A Swedbank branch in Tallinn, Estonia. Picture: REUTERS/INTS KALNINS
A Swedbank branch in Tallinn, Estonia. Picture: REUTERS/INTS KALNINS

Copenhagen/Stockholm — The most senior managers working at Sweden’s biggest mortgage bank won’t be getting bonuses to reflect 2019’s bumper profits.

Swedbank’s board wants to send a clear message that a bank being investigated for money laundering can’t reward its highest-ranking people, no matter how much business they bring in. So it’s withholding payments into two bonus programmes for 170 top managers.

“The money-laundering crisis has damaged the trust in the bank,” Unni Jerndal, a spokesperson for Swedbank, said by e-mail. “The board wishes to make the point that all senior executives share responsibility for full compliance.”

The Stockholm-based bank, which dominates financial markets in the Baltic region, is being investigated in Europe and the US after Sweden’s public broadcaster said it channelled as much as $155bn in potentially dirty money into the West. When investors learnt of the allegations early in 2019, they fled, wiping almost a third off Swedbank’s market value within weeks.

Swedbank has spent the time since then trying to restore confidence. It fired a number of top executives implicated in the scandal, including its CEO, chief compliance officer and its Baltic head. The bank also parted ways with its chair.

Push for compliance

Meanwhile, management has shifted huge resources over to compliance. New CEO Jens Henriksson said on January 28 the bank is freezing the accounts of clients who cannot explain their financial transactions.

Speaking to reporters after publishing fourth-quarter results, Henriksson said the decision to withhold bonuses will hit some bankers who “may not have had anything to do with this.” But, he said, “being a manager at Swedbank means that you have to take responsibility for the whole picture”.

Henriksson, who joined Swedbank in October after running Sweden’s largest insurance company, won’t be among those affected. The new CEO’s terms for employment “do not contain any variable compensation”, Swedbank said.

More details of his remuneration package will be available when the bank releases its full annual report on February 19, Swedbank said.

Swedish and Estonian authorities are due to publish the findings of their investigations into Swedbank in March. Around the same time, Swedbank plans to release the results of its own probe. The bank has also hired a US-based attorney, amid expectations that American investigations could take years.

Swedbank is one of several Nordic banks to have been tainted by money-laundering scandals in recent years. The biggest centres on Danske Bank. Denmark’s largest lender admitted in late 2018 that its failure to properly screen non-resident accounts in Estonia meant that a large part of about $220bn in flows is suspicious and may have been laundered.

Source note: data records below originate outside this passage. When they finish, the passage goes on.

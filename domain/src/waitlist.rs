//! Domain surface for the appointment waitlist.
//!
//! Notification of waitlisted customers happens outside this platform; the
//! status column only records where each entry is in its lifecycle.

pub use entity_api::waitlist_entry::{
    create, delete_by_id, find_by_id, find_by_tenant, update_status,
};
pub(crate) mod dashboard;
pub use super::appointments::Entity as Appointments;
pub use super::customers::Entity as Customers;
pub use super::employees::Entity as Employees;
pub use super::packages::Entity as Packages;
pub use super::services::Entity as Services;
pub use super::social_accounts::Entity as SocialAccounts;
pub use super::social_posts::Entity as SocialPosts;
pub use super::social_reviews::Entity as SocialReviews;
pub use super::tenants::Entity as Tenants;
pub use super::users::Entity as Users;
pub use super::waitlist_entries::Entity as WaitlistEntries;
use super::error::{EntityApiErrorKind, Error};
use crate::appointment::Entity;
use chrono::Utc;
use entity::appointment_status::AppointmentStatus;
use entity::appointments::*;
use entity::customer_response::CustomerResponse;
use entity::Id;
use sea_orm::{
    entity::prelude::*, ActiveValue::Set, ActiveValue::Unchanged, DatabaseConnection, QueryOrder,
    TryIntoModel,
};

use log::*;

pub async fn create(db: &DatabaseConnection, appointment_model: Model) -> Result<Model, Error> {
    debug!(
        "New Appointment Model to be inserted: {:?}",
        appointment_model
    );

    let now = Utc::now();

    let appointment_active_model: ActiveModel = ActiveModel {
        tenant_id: Set(appointment_model.tenant_id),
        customer_id: Set(appointment_model.customer_id),
        service_id: Set(appointment_model.service_id),
        employee_id: Set(appointment_model.employee_id),
        starts_at: Set(appointment_model.starts_at),
        ends_at: Set(appointment_model.ends_at),
        status: Set(AppointmentStatus::Pending),
        customer_response: Set(CustomerResponse::Pending),
        // The token is the customer's only credential for the public
        // confirm/decline endpoints, so it must be unguessable.
        confirmation_token: Set(Id::new_v4()),
        confirmed_at: Set(None),
        created_at: Set(now.into()),
        updated_at: Set(now.into()),
        ..Default::default()
    };

    Ok(appointment_active_model.insert(db).await?)
}

pub async fn find_by_id(db: &DatabaseConnection, id: Id) -> Result<Model, Error> {
    Entity::find_by_id(id).one(db).await?.ok_or_else(|| Error {
        source: None,
        error_kind: EntityApiErrorKind::RecordNotFound,
    })
}

/// Resolves a confirmation token to at most one appointment. An unknown token
/// is a `None`, not an error, so that callers can surface a "not found"
/// outcome distinctly from database failures.
pub async fn find_by_confirmation_token(
    db: &DatabaseConnection,
    token: Id,
) -> Result<Option<Model>, Error> {
    Ok(Entity::find()
        .filter(Column::ConfirmationToken.eq(token))
        .one(db)
        .await?)
}

/// Appointments for a tenant inside a half-open `[from, to)` window, ordered
/// by start time.
pub async fn find_in_window(
    db: &DatabaseConnection,
    tenant_id: Id,
    from: DateTimeWithTimeZone,
    to: DateTimeWithTimeZone,
) -> Result<Vec<Model>, Error> {
    Ok(Entity::find()
        .filter(Column::TenantId.eq(tenant_id))
        .filter(Column::StartsAt.gte(from))
        .filter(Column::StartsAt.lt(to))
        .order_by_asc(Column::StartsAt)
        .all(db)
        .await?)
}

/// Persists a customer's response together with the derived appointment
/// status and stamps `confirmed_at`. Callers are responsible for the
/// transition guard; this function only writes.
pub async fn record_response(
    db: &DatabaseConnection,
    appointment: Model,
    response: CustomerResponse,
    status: AppointmentStatus,
) -> Result<Model, Error> {
    let now = Utc::now();

    let active_model: ActiveModel = ActiveModel {
        id: Unchanged(appointment.id),
        tenant_id: Unchanged(appointment.tenant_id),
        customer_id: Unchanged(appointment.customer_id),
        service_id: Unchanged(appointment.service_id),
        employee_id: Unchanged(appointment.employee_id),
        starts_at: Unchanged(appointment.starts_at),
        ends_at: Unchanged(appointment.ends_at),
        status: Set(status),
        customer_response: Set(response),
        confirmation_token: Unchanged(appointment.confirmation_token),
        confirmed_at: Set(Some(now.into())),
        created_at: Unchanged(appointment.created_at),
        updated_at: Set(now.into()),
    };

    Ok(active_model.update(db).await?.try_into_model()?)
}

pub async fn delete_by_id(db: &DatabaseConnection, id: Id) -> Result<(), Error> {
    let appointment_model = find_by_id(db, id).await?;
    appointment_model.delete(db).await?;
    Ok(())
}

#[cfg(test)]
// We need to gate seaORM's mock feature behind conditional compilation because
// the feature removes the Clone trait implementation from seaORM's DatabaseConnection.
// see https://github.com/SeaQL/sea-orm/issues/830
#[cfg(feature = "mock")]
mod tests {
    use super::*;
    use sea_orm::{DatabaseBackend, MockDatabase};

    fn pending_appointment() -> Model {
        let now = Utc::now();
        Model {
            id: Id::new_v4(),
            tenant_id: Id::new_v4(),
            customer_id: Id::new_v4(),
            service_id: Id::new_v4(),
            employee_id: None,
            starts_at: now.into(),
            ends_at: None,
            status: AppointmentStatus::Pending,
            customer_response: CustomerResponse::Pending,
            confirmation_token: Id::new_v4(),
            confirmed_at: None,
            created_at: now.into(),
            updated_at: now.into(),
        }
    }

    #[tokio::test]
    async fn find_by_confirmation_token_returns_matching_record() -> Result<(), Error> {
        let appointment = pending_appointment();
        let db = MockDatabase::new(DatabaseBackend::Postgres)
            .append_query_results([[appointment.clone()]])
            .into_connection();

        let found = find_by_confirmation_token(&db, appointment.confirmation_token).await?;

        assert_eq!(found, Some(appointment));

        Ok(())
    }

    #[tokio::test]
    async fn find_by_confirmation_token_returns_none_for_unknown_token() -> Result<(), Error> {
        let db = MockDatabase::new(DatabaseBackend::Postgres)
            .append_query_results(vec![Vec::<Model>::new()])
            .into_connection();

        let found = find_by_confirmation_token(&db, Id::new_v4()).await?;

        assert_eq!(found, None);

        Ok(())
    }
}
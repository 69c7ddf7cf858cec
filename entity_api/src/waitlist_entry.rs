use super::error::{EntityApiErrorKind, Error};
use crate::waitlist_entry::Entity;
use chrono::Utc;
use entity::waitlist_entries::*;
use entity::waitlist_status::WaitlistStatus;
use entity::Id;
use sea_orm::{
    entity::prelude::*, ActiveValue::Set, ActiveValue::Unchanged, DatabaseConnection, QueryOrder,
    TryIntoModel,
};

use log::*;

pub async fn create(db: &DatabaseConnection, entry_model: Model) -> Result<Model, Error> {
    debug!("New Waitlist Entry Model to be inserted: {:?}", entry_model);

    let now = Utc::now();

    let entry_active_model: ActiveModel = ActiveModel {
        tenant_id: Set(entry_model.tenant_id),
        customer_id: Set(entry_model.customer_id),
        service_id: Set(entry_model.service_id),
        requested_date: Set(entry_model.requested_date),
        status: Set(WaitlistStatus::Waiting),
        notes: Set(entry_model.notes),
        created_at: Set(now.into()),
        updated_at: Set(now.into()),
        ..Default::default()
    };

    Ok(entry_active_model.insert(db).await?)
}

pub async fn update_status(
    db: &DatabaseConnection,
    id: Id,
    status: WaitlistStatus,
) -> Result<Model, Error> {
    let entry = find_by_id(db, id).await?;

    let active_model: ActiveModel = ActiveModel {
        id: Unchanged(entry.id),
        tenant_id: Unchanged(entry.tenant_id),
        customer_id: Unchanged(entry.customer_id),
        service_id: Unchanged(entry.service_id),
        requested_date: Unchanged(entry.requested_date),
        status: Set(status),
        notes: Unchanged(entry.notes),
        created_at: Unchanged(entry.created_at),
        updated_at: Set(Utc::now().into()),
    };
    Ok(active_model.update(db).await?.try_into_model()?)
}

pub async fn delete_by_id(db: &DatabaseConnection, id: Id) -> Result<(), Error> {
    let entry_model = find_by_id(db, id).await?;
    entry_model.delete(db).await?;
    Ok(())
}

pub async fn find_by_id(db: &DatabaseConnection, id: Id) -> Result<Model, Error> {
    Entity::find_by_id(id).one(db).await?.ok_or_else(|| Error {
        source: None,
        error_kind: EntityApiErrorKind::RecordNotFound,
    })
}

/// Waitlist entries for a tenant, oldest first so the queue order is stable.
/// An optional status narrows the result.
pub async fn find_by_tenant(
    db: &DatabaseConnection,
    tenant_id: Id,
    status: Option<WaitlistStatus>,
) -> Result<Vec<Model>, Error> {
    let mut query = Entity::find()
        .filter(Column::TenantId.eq(tenant_id))
        .order_by_asc(Column::CreatedAt);

    if let Some(status) = status {
        query = query.filter(Column::Status.eq(status));
    }

    Ok(query.all(db).await?)
}
use domain::Id;
use serde::Deserialize;
use utoipa::ToSchema;

/// A tenant reference for the embedding generation trigger. At least one of
/// the two fields must be present.
#[derive(Debug, Deserialize, ToSchema)]
pub(crate) struct GenerateParams {
    #[serde(alias = "tenantSlug")]
    pub(crate) tenant_slug: Option<String>,
    #[serde(alias = "tenantId")]
    pub(crate) tenant_id: Option<Id>,
}
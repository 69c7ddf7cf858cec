//! This module re-exports various items from the `entity_api` crate.
//!
//! The purpose of this re-export is to ensure that consumers of the `domain` crate do not need to
//! directly depend on the `entity_api` crate. By re-exporting these items, we provide a clear and
//! consistent interface for working with query filters within the domain layer, while encapsulating
//! the underlying implementation details remain in the `entity_api` crate.
pub use entity_api::{
    mutate::{IntoUpdateMap, UpdateMap},
    IntoQueryFilterMap, QueryFilterMap,
};

// Re-exports from `entity` crate via `entity_api`
pub use entity_api::{
    appointments, customers, employees, packages, services, social_accounts, social_posts,
    social_reviews, tenants, users, waitlist_entries, AppointmentStatus, CustomerResponse, Id,
    WaitlistStatus,
};

pub mod appointment;
pub mod clinic_service;
pub mod customer;
pub mod dashboard;
pub mod embedding;
pub mod employee;
pub mod error;
pub mod package;
pub mod social;
pub mod tenant;
pub mod user;
pub mod waitlist;

pub mod gateway;
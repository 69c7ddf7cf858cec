use crate::Id;
use axum_login::AuthUser;
use sea_orm::entity::prelude::*;
use serde::{Deserialize, Serialize};
use utoipa::ToSchema;

/// A staff account able to log in to the dashboard. Emails are stored
/// lowercase so that lookups are case-insensitive by construction.
#[derive(Clone, Debug, PartialEq, DeriveEntityModel, Eq, ToSchema, Serialize, Deserialize)]
#[schema(as = domain::users::Model)] // OpenAPI schema
#[sea_orm(schema_name = "glowdesk_platform", table_name = "users")]
pub struct Model {
    #[serde(skip_deserializing)]
    #[sea_orm(primary_key)]
    pub id: Id,
    #[sea_orm(unique)]
    pub email: String,
    /// Argon2 password hash, never serialized back to clients.
    #[serde(skip_serializing)]
    pub password: String,
    pub first_name: String,
    pub last_name: String,
    pub display_name: Option<String>,
    #[serde(skip_deserializing)]
    #[schema(value_type = String, format = DateTime)] // Applies to OpenAPI schema
    pub created_at: DateTimeWithTimeZone,
    #[serde(skip_deserializing)]
    #[schema(value_type = String, format = DateTime)] // Applies to OpenAPI schema
    pub updated_at: DateTimeWithTimeZone,
}

#[derive(Copy, Clone, Debug, EnumIter, DeriveRelation)]
pub enum Relation {}

impl ActiveModelBehavior for ActiveModel {}

impl AuthUser for Model {
    type Id = Id;

    fn id(&self) -> Self::Id {
        self.id
    }

    fn session_auth_hash(&self) -> &[u8] {
        // The password hash doubles as the session auth hash so that all of a
        // user's sessions are invalidated when their password changes.
        self.password.as_bytes()
    }
}
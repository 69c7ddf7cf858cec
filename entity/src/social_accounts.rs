use crate::Id;
use sea_orm::entity::prelude::*;
use serde::{Deserialize, Serialize};
use utoipa::ToSchema;

/// A tenant's linked social media account, e.g. an Instagram profile.
#[derive(Clone, Debug, PartialEq, DeriveEntityModel, Eq, ToSchema, Serialize, Deserialize)]
#[schema(as = domain::social_accounts::Model)] // OpenAPI schema
#[sea_orm(schema_name = "glowdesk_platform", table_name = "social_accounts")]
pub struct Model {
    #[serde(skip_deserializing)]
    #[sea_orm(primary_key)]
    pub id: Id,
    pub tenant_id: Id,
    pub platform: String,
    pub handle: String,
    #[serde(skip_deserializing)]
    #[schema(value_type = String, format = DateTime)] // Applies to OpenAPI schema
    pub created_at: DateTimeWithTimeZone,
    #[serde(skip_deserializing)]
    #[schema(value_type = String, format = DateTime)] // Applies to OpenAPI schema
    pub updated_at: DateTimeWithTimeZone,
}

#[derive(Copy, Clone, Debug, EnumIter, DeriveRelation)]
pub enum Relation {
    #[sea_orm(
        belongs_to = "super::tenants::Entity",
        from = "Column::TenantId",
        to = "super::tenants::Column::Id",
        on_update = "NoAction",
        on_delete = "Cascade"
    )]
    Tenants,
    #[sea_orm(has_many = "super::social_posts::Entity")]
    SocialPosts,
}

impl ActiveModelBehavior for ActiveModel {}

impl Related<super::tenants::Entity> for Entity {
    fn to() -> RelationDef {
        Relation::Tenants.def()
    }
}

impl Related<super::social_posts::Entity> for Entity {
    fn to() -> RelationDef {
        Relation::SocialPosts.def()
    }
}
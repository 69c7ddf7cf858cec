use crate::controller::ApiResponse;
use crate::extractors::{
    authenticated_user::AuthenticatedUser, compare_api_version::CompareApiVersion,
};
use crate::params::appointment::{IndexParams, UpdateParams};
use crate::{AppState, Error};
use axum::extract::{Path, Query, State};
use axum::http::StatusCode;
use axum::response::IntoResponse;
use axum::Json;
use domain::{appointment as AppointmentApi, appointments, appointments::Model, Id};
use service::config::ApiVersion;

use log::*;

#[utoipa::path(
    get,
    path = "/appointments",
    params(
        ApiVersion,
        IndexParams
    ),
    responses(
        (status = 200, description = "Successfully retrieved all Appointments", body = [appointments::Model]),
        (status = 401, description = "Unauthorized"),
        (status = 405, description = "Method not allowed")
    ),
    security(
        ("cookie_auth" = [])
    )
)]
pub async fn index(
    CompareApiVersion(_v): CompareApiVersion,
    AuthenticatedUser(_user): AuthenticatedUser,
    State(app_state): State<AppState>,
    Query(params): Query<IndexParams>,
) -> Result<impl IntoResponse, Error> {
    debug!("GET all Appointments");
    debug!("Filter Params: {:?}", params);

    let appointments = AppointmentApi::find_by(app_state.db_conn_ref(), params).await?;

    debug!("Found Appointments: {:?}", appointments);

    Ok(Json(ApiResponse::new(StatusCode::OK.into(), appointments)))
}

#[utoipa::path(
    get,
    path = "/appointments/{id}",
    params(
        ApiVersion,
        ("id" = Id, Path, description = "Appointment ID to retrieve")
    ),
    responses(
        (status = 200, description = "Successfully retrieved an Appointment", body = [appointments::Model]),
        (status = 401, description = "Unauthorized"),
        (status = 404, description = "Appointment not found"),
        (status = 405, description = "Method not allowed")
    ),
    security(
        ("cookie_auth" = [])
    )
)]
pub async fn read(
    CompareApiVersion(_v): CompareApiVersion,
    AuthenticatedUser(_user): AuthenticatedUser,
    State(app_state): State<AppState>,
    Path(id): Path<Id>,
) -> Result<impl IntoResponse, Error> {
    debug!("GET Appointment by id: {id}");

    let appointment = AppointmentApi::find_by_id(app_state.db_conn_ref(), id).await?;

    Ok(Json(ApiResponse::new(StatusCode::OK.into(), appointment)))
}

/// POST create a new Appointment.
///
/// Generates the appointment's confirmation token and, when no end time is
/// supplied, derives one from the booked service's duration.
#[utoipa::path(
    post,
    path = "/appointments",
    params(ApiVersion),
    request_body = appointments::Model,
    responses(
        (status = 201, description = "Successfully Created a new Appointment", body = [appointments::Model]),
        (status = 401, description = "Unauthorized"),
        (status = 422, description = "Unprocessable Entity"),
        (status = 405, description = "Method not allowed")
    ),
    security(
        ("cookie_auth" = [])
    )
)]
pub async fn create(
    CompareApiVersion(_v): CompareApiVersion,
    AuthenticatedUser(_user): AuthenticatedUser,
    State(app_state): State<AppState>,
    Json(appointment_model): Json<Model>,
) -> Result<impl IntoResponse, Error> {
    debug!(
        "POST Create a new Appointment from: {:?}",
        appointment_model
    );

    let appointment = AppointmentApi::create(app_state.db_conn_ref(), appointment_model).await?;

    debug!("New Appointment: {:?}", appointment);

    Ok(Json(ApiResponse::new(
        StatusCode::CREATED.into(),
        appointment,
    )))
}

/// PUT update an Appointment (staff-side reschedule)
#[utoipa::path(
    put,
    path = "/appointments/{id}",
    params(
        ApiVersion,
        ("id" = Id, Path, description = "Appointment ID to Update")
    ),
    request_body = UpdateParams,
    responses(
        (status = 200, description = "Successfully updated an Appointment", body = [appointments::Model]),
        (status = 401, description = "Unauthorized"),
        (status = 404, description = "Appointment not found")
    ),
    security(
        ("cookie_auth" = [])
    )
)]
pub async fn update(
    CompareApiVersion(_v): CompareApiVersion,
    AuthenticatedUser(_user): AuthenticatedUser,
    State(app_state): State<AppState>,
    Path(appointment_id): Path<Id>,
    Json(params): Json<UpdateParams>,
) -> Result<impl IntoResponse, Error> {
    debug!("PUT Update Appointment with id: {appointment_id}");

    let appointment =
        AppointmentApi::update(app_state.db_conn_ref(), appointment_id, params).await?;

    Ok(Json(ApiResponse::new(StatusCode::OK.into(), appointment)))
}

/// DELETE an Appointment
#[utoipa::path(
    delete,
    path = "/appointments/{id}",
    params(
        ApiVersion,
        ("id" = Id, Path, description = "Appointment ID to Delete")
    ),
    responses(
        (status = 200, description = "Successfully deleted an Appointment"),
        (status = 401, description = "Unauthorized"),
        (status = 404, description = "Appointment not found")
    ),
    security(
        ("cookie_auth" = [])
    )
)]
pub async fn delete(
    CompareApiVersion(_v): CompareApiVersion,
    AuthenticatedUser(_user): AuthenticatedUser,
    State(app_state): State<AppState>,
    Path(id): Path<Id>,
) -> Result<impl IntoResponse, Error> {
    debug!("DELETE Appointment by id: {id}");

    AppointmentApi::delete_by_id(app_state.db_conn_ref(), id).await?;

    Ok(Json(ApiResponse::<()>::no_content(StatusCode::OK.into())))
}
use crate::Id;
use sea_orm::entity::prelude::*;
use serde::{Deserialize, Serialize};
use utoipa::ToSchema;

#[derive(Clone, Debug, PartialEq, DeriveEntityModel, Eq, ToSchema, Serialize, Deserialize)]
#[schema(as = domain::social_reviews::Model)] // OpenAPI schema
#[sea_orm(schema_name = "glowdesk_platform", table_name = "social_reviews")]
pub struct Model {
    #[serde(skip_deserializing)]
    #[sea_orm(primary_key)]
    pub id: Id,
    pub tenant_id: Id,
    pub author: String,
    pub rating: i16,
    pub body: String,
    #[schema(value_type = String, format = DateTime)] // Applies to OpenAPI schema
    pub reviewed_at: DateTimeWithTimeZone,
    #[serde(skip_deserializing)]
    #[schema(value_type = String, format = DateTime)] // Applies to OpenAPI schema
    pub created_at: DateTimeWithTimeZone,
    #[serde(skip_deserializing)]
    #[schema(value_type = String, format = DateTime)] // Applies to OpenAPI schema
    pub updated_at: DateTimeWithTimeZone,
}

#[derive(Copy, Clone, Debug, EnumIter, DeriveRelation)]
pub enum Relation {
    #[sea_orm(
        belongs_to = "super::tenants::Entity",
        from = "Column::TenantId",
        to = "super::tenants::Column::Id",
        on_update = "NoAction",
        on_delete = "Cascade"
    )]
    Tenants,
}

impl ActiveModelBehavior for ActiveModel {}

impl Related<super::tenants::Entity> for Entity {
    fn to() -> RelationDef {
        Relation::Tenants.def()
    }
}
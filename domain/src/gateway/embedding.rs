use crate::error::{DomainErrorKind, Error, ExternalErrorKind, InternalErrorKind};
use log::*;
use reqwest::header;
use serde_json::json;
use service::config::Config;

/// Builds a reqwest client pre-configured for the external embedding service.
/// The API key travels as a bearer token on every request.
pub async fn client(config: &Config) -> Result<reqwest::Client, Error> {
    let mut headers = header::HeaderMap::new();

    if let Some(api_key) = config.embedding_api_key() {
        let mut auth_value =
            header::HeaderValue::from_str(&format!("Bearer {api_key}")).map_err(|err| Error {
                source: Some(Box::new(err)),
                error_kind: DomainErrorKind::Internal(InternalErrorKind::Config),
            })?;
        auth_value.set_sensitive(true);
        headers.insert(header::AUTHORIZATION, auth_value);
    }

    Ok(reqwest::Client::builder()
        .default_headers(headers)
        .build()?)
}

/// Submits a single text to the embedding service. The service persists the
/// resulting vector itself; we only care whether the submission was accepted.
pub async fn embed(
    client: &reqwest::Client,
    base_url: &str,
    source_id: &str,
    text: &str,
) -> Result<(), Error> {
    let full_url = format!("{base_url}/embeddings");

    let response = client
        .post(full_url)
        .json(&json!({ "source_id": source_id, "input": text }))
        .send()
        .await?;

    if response.status().is_success() {
        Ok(())
    } else {
        warn!(
            "Embedding service rejected item {source_id}: {}",
            response.status()
        );
        Err(Error {
            source: None,
            error_kind: DomainErrorKind::External(ExternalErrorKind::Network),
        })
    }
}

#[cfg(test)]
mod tests {
    use super::*;

    #[tokio::test]
    async fn embed_succeeds_on_2xx_response() {
        let mut server = mockito::Server::new_async().await;
        let mock = server
            .mock("POST", "/embeddings")
            .with_status(200)
            .with_body(r#"{"ok":true}"#)
            .create_async()
            .await;

        let config = Config::default();
        let client = client(&config).await.unwrap();

        let result = embed(&client, &server.url(), "service:1", "Full balayage").await;

        assert!(result.is_ok());
        mock.assert_async().await;
    }

    #[tokio::test]
    async fn embed_surfaces_server_errors_as_network_errors() {
        let mut server = mockito::Server::new_async().await;
        let _mock = server
            .mock("POST", "/embeddings")
            .with_status(500)
            .create_async()
            .await;

        let config = Config::default();
        let client = client(&config).await.unwrap();

        let result = embed(&client, &server.url(), "service:1", "Full balayage").await;

        assert_eq!(
            result.unwrap_err().error_kind,
            DomainErrorKind::External(ExternalErrorKind::Network)
        );
    }
}
pub use entity_api::package::{create, delete_by_id, find_by_id, find_by_tenant, update};
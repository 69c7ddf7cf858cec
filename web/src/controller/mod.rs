use serde::Serialize;

pub(crate) mod appointment_confirmation_controller;
pub(crate) mod appointment_controller;
pub(crate) mod customer_controller;
pub(crate) mod dashboard_controller;
pub(crate) mod embedding_controller;
pub(crate) mod employee_controller;
pub(crate) mod health_check_controller;
pub(crate) mod package_controller;
pub(crate) mod service_controller;
pub(crate) mod social_controller;
pub(crate) mod tenant_controller;
pub(crate) mod user_session_controller;
pub(crate) mod waitlist_controller;

#[derive(Debug, Serialize)]
struct ApiResponse<T: Serialize> {
    status_code: u16,
    #[serde(skip_serializing_if = "Option::is_none")]
    data: Option<T>,
}

impl<T: Serialize> ApiResponse<T> {
    pub fn new(status_code: u16, data: T) -> Self {
        Self {
            status_code,
            data: Some(data),
        }
    }

    pub fn no_content(status_code: u16) -> ApiResponse<()> {
        ApiResponse {
            status_code,
            data: None,
        }
    }
}

#[cfg(test)]
mod tests {
    use super::*;
    use axum::http::StatusCode;
    use serde_json::json;

    #[tokio::test]
    async fn test_serialize_api_response_with_some() {
        let response = ApiResponse {
            status_code: StatusCode::OK.into(),
            data: Some(23),
        };
        let serialized = serde_json::to_string(&response).unwrap();

        // Serializing and then deserializing because the string output from serde_json::to_string is
        // non-deterministic as far as the order of the JSON keys. This ensures the test won't be flaky
        let deserialized_value: serde_json::Value = serde_json::from_str(&serialized).unwrap();
        let deserialized_expected_value: serde_json::Value =
            json!({"data": 23, "status_code": 200});
        assert_eq!(deserialized_value, deserialized_expected_value);
    }

    #[tokio::test]
    async fn test_serialize_api_response_no_content() {
        let response = ApiResponse::<()>::no_content(StatusCode::NO_CONTENT.into());
        let serialized = serde_json::to_string(&response).unwrap();

        let deserialized_value: serde_json::Value = serde_json::from_str(&serialized).unwrap();
        let deserialized_expected_value: serde_json::Value = json!({"status_code": 204});
        assert_eq!(deserialized_value, deserialized_expected_value);
    }
}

Penalties for both Danske and Swedbank could run into the billions of dollars, according to some estimates. Danske in 2019 explored the option of clawing back remuneration to executives implicated in its laundering scandal, but the bank has not made any blanket statement on halting bonuses.

Henriksson said his bank has the resources to pay potential Swedish and Estonian fines. He has even pledged to stick to a dividend policy of 50% of profits and committed to savings targets, despite the cost of dealing with the laundering allegations.

The decision by Swedbank’s board to withhold bonuses means it will save 13-million kroner ($1.35m), reducing the bank’s total allocation for variable remuneration by 30%, it estimates.

Swedbank has two programmes through which it awards variable pay. A general programme (Eken) is available to most employees while specialists and managers receive bonuses through IP, the individual programme, according to the bank’s website. The programmes award cash and shares on both a deferred and non-deferred basis.

Swedbank said it would not withhold any bonuses to which executives are entitled under previous programmes. In 2018, 638 so-called material risk takers received 124-million kroner in variable pay. That included deferred cash and share distributions.